ABSTRACT

Pediatric posttraumatic stress disorder (PTSD) is unique among disorders of childhood and adolescence in its requirement of an etiopathogenic agent with enduring sequelae.(1) As in adults it is characterized by a cluster of symptoms that develop in the aftermath of traumatic events that involve actual or threatened death or injury or threat to the physical integrity of one’s self or others. Traumatic events include physical or sexual abuse or maltreatment, road traffic injuries, violence, war-related trauma, severe burns, and natural disasters, among others.(1) These events are considered trauma-tic because they overwhelm a child or adolescent’s perceived ability to cope.
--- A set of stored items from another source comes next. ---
//! Entry domain service implementing the entry driving ports.
//!
//! Every write resolves the referenced data type for the same owner and runs
//! the schema validator before anything is stored.

use std::sync::Arc;

use async_trait::async_trait;
use mockable::Clock;
use serde_json::json;
use tracing::{debug, info};

use crate::domain::data_type_service::map_data_type_repository_error;
use crate::domain::ports::{
    DataTypeRepository, EntriesCommand, EntriesQuery, EntryRepository, EntryRepositoryError,
};
use crate::domain::schema_validator::violation_details;
use crate::domain::{
    DataType, DataTypeId, Entry, EntryDraft, EntryFilter, EntryId, EntryPatch, Error,
    SchemaValidationError, UserId, validate_entry_fields,
};

/// Entry service backed by entry and data type repositories.
#[derive(Clone)]
pub struct EntryService<E, D> {
    entries: Arc<E>,
    data_types: Arc<D>,
    clock: Arc<dyn Clock>,
}

impl<E, D> EntryService<E, D> {
    /// Create a new service.
    pub fn new(entries: Arc<E>, data_types: Arc<D>, clock: Arc<dyn Clock>) -> Self {
        Self {
            entries,
            data_types,
            clock,
        }
    }
}

fn map_entry_repository_error(error: EntryRepositoryError) -> Error {
    match error {
        EntryRepositoryError::Connection { message } => {
            Error::service_unavailable(format!("entry repository unavailable: {message}"))
        }
        EntryRepositoryError::Query { message } => {
            Error::internal(format!("entry repository error: {message}"))
        }
        EntryRepositoryError::MissingDataType { data_type_id } => {
            data_type_not_found(&data_type_id)
        }
    }
}

fn map_schema_error(error: SchemaValidationError) -> Error {
    Error::validation_failed("entry failed validation")
        .with_details(json!({ "violations": violation_details(&error.violations) }))
}

fn data_type_not_found(id: &DataTypeId) -> Error {
    Error::not_found(format!("data type {id} not found"))
        .with_details(json!({ "field": "dataTypeId", "code": "unknown_data_type" }))
}

fn entry_not_found(id: &EntryId) -> Error {
    Error::not_found(format!("entry {id} not found"))
}

impl<E, D> EntryService<E, D>
where
    E: EntryRepository,
    D: DataTypeRepository,
{
    async fn resolve_data_type(&self, owner: &UserId, id: &DataTypeId) -> Result<DataType, Error> {
        self.data_types
            .find(owner, id)
            .await
            .map_err(map_data_type_repository_error)?
            .ok_or_else(|| data_type_not_found(id))
    }

    async fn fetch(&self, owner: &UserId, id: &EntryId) -> Result<Entry, Error> {
        self.entries
            .find(owner, id)
            .await
            .map_err(map_entry_repository_error)?
            .ok_or_else(|| entry_not_found(id))
    }
}

#[async_trait]
impl<E, D> EntriesCommand for EntryService<E, D>
where
    E: EntryRepository,
    D: DataTypeRepository,
{
    async fn create(&self, owner: &UserId, draft: EntryDraft) -> Result<Entry, Error> {
        let data_type = self.resolve_data_type(owner, &draft.data_type_id).await?;
        let fields = validate_entry_fields(&data_type, &draft.fields).map_err(map_schema_error)?;
        let now = self.clock.utc();
        let entry = Entry {
            id: EntryId::random(),
            user_id: *owner,
            data_type_id: data_type.id,
            date: draft.date,
            fields,
            created_at: now,
            updated_at: now,
        };
        self.entries
            .insert(&entry)
            .await
            .map_err(map_entry_repository_error)?;
        info!(entry_id = %entry.id, data_type_id = %entry.data_type_id, "entry created");
        Ok(entry)
    }

    async fn update(
        &self,
        owner: &UserId,
        id: &EntryId,
        patch: EntryPatch,
    ) -> Result<Entry, Error> {
        let mut entry = self.fetch(owner, id).await?;
        if let Some(submitted) = patch.fields {
            let data_type = self.resolve_data_type(owner, &entry.data_type_id).await?;
            entry.fields = validate_entry_fields(&data_type, &submitted).map_err(map_schema_error)?;
        }
        if let Some(date) = patch.date {
            entry.date = date;
        }
        entry.updated_at = self.clock.utc();

        let stored = self
            .entries
            .update(&entry)
            .await
            .map_err(map_entry_repository_error)?;
        if !stored {
            return Err(entry_not_found(id));
        }
        info!(entry_id = %id, "entry updated");
        Ok(entry)
    }

    async fn delete(&self, owner: &UserId, id: &EntryId) -> Result<(), Error> {
        let removed = self
            .entries
            .delete(owner, id)
            .await
            .map_err(map_entry_repository_error)?;
        if !removed {
            return Err(entry_not_found(id));
        }
        info!(entry_id = %id, "entry deleted");
        Ok(())
    }
}

#[async_trait]
impl<E, D> EntriesQuery for EntryService<E, D>
where
    E: EntryRepository,
    D: DataTypeRepository,
{
    async fn list(&self, owner: &UserId, filter: &EntryFilter) -> Result<Vec<Entry>, Error> {
        debug!(?filter, "listing entries");
        self.entries
            .list(owner, filter)
            .await
            .map_err(map_entry_repository_error)
    }

    async fn get(&self, owner: &UserId, id: &EntryId) -> Result<Entry, Error> {
        self.fetch(owner, id).await
    }
}

#[cfg(test)]
#[path = "entry_service_tests.rs"]
mod tests;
During the traumatic event, there is recruitment of adaptive, stressmediating neural systems (e.g., hypothalamic-pituitary-adrenal axis and sympathetic nervous system) that, in turn, produces adaptive physiological, behavioral, emotional, and cognitive responses necessary for survival.(2) By definition and according to the DSM-IV-TR, traumatic events should evoke acute subjective reactions of intense fear, horror, or helplessness.(1, 3)

However, the DSM-IV-TR includes a qualifier for children and adolescents who may instead show responses of disorganized or agitated behavior.(3) The DSM-IV-TR requirement of a subjective response acknowledges that individual traumatic reactions play a crucial role in determining the development of PTSD.